La transition énergétique, un tremplin pour la France?

Le présent document synthétise les propositions de l’auteur dans le cadre du débat national sur la transition énergétique. Il sera décliné par thématique, 12 propositions concrètes contribuant à un avenir souhaitable pour le paysage énergétique français. Bien qu’il s’agisse d’un débat national, il sera réalisé, pour chaque thématique, un bref bilan contextuel à l’échelon international.

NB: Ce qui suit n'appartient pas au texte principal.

// Synchronization primitives
//
// One frame in flight: a single pair of semaphores orders acquire -> submit
// -> present on the GPU. The host side is serialized by waiting for the
// device to go idle after each present, so no fence is needed.

use anyhow::{Context, Result};
use ash::vk;
use std::sync::Arc;

use super::handle::Unique;
use super::GpuDevice;

pub struct FrameSync<D: GpuDevice> {
    image_available: Unique<D, vk::Semaphore>,
    render_finished: Unique<D, vk::Semaphore>,
}

impl<D: GpuDevice> FrameSync<D> {
    pub fn new(device: &Arc<D>) -> Result<Self> {
        let image_available = device
            .create_semaphore()
            .context("Failed to create image-available semaphore")?;
        let image_available = Unique::new(device, image_available);

        let render_finished = device
            .create_semaphore()
            .context("Failed to create render-finished semaphore")?;

        Ok(Self {
            image_available,
            render_finished: Unique::new(device, render_finished),
        })
    }

    /// Signaled when the acquired swapchain image may be written.
    pub fn image_available(&self) -> vk::Semaphore {
        self.image_available.raw()
    }

    /// Signaled when the frame's commands have finished executing.
    pub fn render_finished(&self) -> vk::Semaphore {
        self.render_finished.raw()
    }
}

#[cfg(test)]
mod tests {
    use super::*;
    use crate::backend::stub::StubDevice;

    #[test]
    fn semaphores_are_distinct_and_released() {
        let device = StubDevice::new();
        let sync = FrameSync::new(&device).unwrap();
        assert_ne!(sync.image_available(), sync.render_finished());
        assert_eq!(device.live_count("semaphore"), 2);
        drop(sync);
        assert_eq!(device.live_count("semaphore"), 0);
    }
}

Ce cahier de participation n’a pas pour vocation d’être exhaustif, mais il apporte, à son échelle, des pistes prioritaires à l’élaboration d’une politique énergétique ambitieuse.   L’importance qu’à l’énergie dans le développement de nos sociétés nous impose le changement.   Dans « Le temps des crises », Michel Serres défini comment mesurer  la nouveauté d’un évènement : « Elle est proportionnelle à la longueur de l’ère précédente que cet évènement clos». Nous sommes actuellement face à deux nouveautés :  
  • Nous sortons de l’ère de l’énergie bon marché et accessible, 
  • Nous prenons également conscience de l’impact environnemental et socio-économique des usages de l’énergie (Fukushima, changements climatiques, tensions géopolitiques,…).
Nous avons à nous préoccuper de ces deux évènements majeurs et inédits, qui achèvent une période de plus deux siècles. Il sera abordé dans un premier temps les avancées à réaliser en matière d’appropriation des enjeux énergétique par les citoyens français, étape indispensable du succès de la transition. Dans un second temps, seront présentés les grands travaux à réaliser à court et moyen terme, comme par exemple la rénovation énergétique des bâtiments, le développement des énergies renouvelables, le développement des voies de transports alternatifs,… Il sera finalement préconisé des pistes prioritaires en matière de nouvelles technologies et de recherche, indispensable au développement d’un tissu économique d’avenir.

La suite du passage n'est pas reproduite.